TASK DETAILS: Report every line of the records below that includes the string "Result".

Stored data entries
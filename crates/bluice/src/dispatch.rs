// SPDX-License-Identifier: Apache-2.0 OR MIT
// Copyright (c) 2025-2026 naskel.com

//! Verb to handler tables for the receive loops.

use std::collections::HashMap;

use crate::connection::Connection;
use crate::error::Result;
use crate::protocol::{verb, MessageType};

/// Handler for one inbound verb. Receives the whole message text.
pub type Handler = fn(&Connection, &str) -> Result<()>;

/// What happened to a dispatched message.
#[derive(Debug, Clone, Copy, PartialEq, Eq)]
pub enum Dispatch {
    /// A handler ran.
    Handled,
    /// The verb is known and intentionally ignored.
    Ignored,
    /// The verb is not in the table.
    Unknown,
}

/// Immutable verb table. Built once per role.
pub struct DispatchTable {
    tag: &'static str,
    handlers: HashMap<&'static str, Option<Handler>>,
}

impl DispatchTable {
    pub fn new(tag: &'static str) -> Self {
        Self {
            tag,
            handlers: HashMap::new(),
        }
    }

    pub fn handle(mut self, verb: &'static str, handler: Handler) -> Self {
        self.handlers.insert(verb, Some(handler));
        self
    }

    pub fn ignore(mut self, verb: &'static str) -> Self {
        self.handlers.insert(verb, None);
        self
    }

    pub fn contains(&self, verb: &str) -> bool {
        self.handlers.contains_key(verb)
    }

    pub fn len(&self) -> usize {
        self.handlers.len()
    }

    pub fn is_empty(&self) -> bool {
        self.handlers.is_empty()
    }

    /// Route one message to its handler. A message without a known type
    /// prefix is rejected with `IllegalMessageType`.
    pub fn dispatch(&self, conn: &Connection, text: &str) -> Result<Dispatch> {
        MessageType::of(text)?;
        let verb = verb(text);
        match self.handlers.get(verb) {
            Some(Some(handler)) => {
                handler(conn, text)?;
                Ok(Dispatch::Handled)
            }
            Some(None) => {
                log::debug!("[{}] ignoring '{}'", self.tag, verb);
                Ok(Dispatch::Ignored)
            }
            None => {
                log::warn!(
                    "[{}] unrecognized message '{}' from Blu-Ice server '{}'",
                    self.tag,
                    text,
                    conn.name()
                );
                Ok(Dispatch::Unknown)
            }
        }
    }
}

impl std::fmt::Debug for DispatchTable {
    fn fmt(&self, f: &mut std::fmt::Formatter<'_>) -> std::fmt::Result {
        let mut verbs: Vec<_> = self.handlers.keys().collect();
        verbs.sort();
        f.debug_struct("DispatchTable")
            .field("tag", &self.tag)
            .field("verbs", &verbs)
            .finish()
    }
}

ANSWER BELOW:
use crate::error::Result;
pub type Handler = fn(&Connection, &str) -> Result<()>;
    pub fn dispatch(&self, conn: &Connection, text: &str) -> Result<Dispatch> {
    fn fmt(&self, f: &mut std::fmt::Formatter<'_>) -> std::fmt::Result {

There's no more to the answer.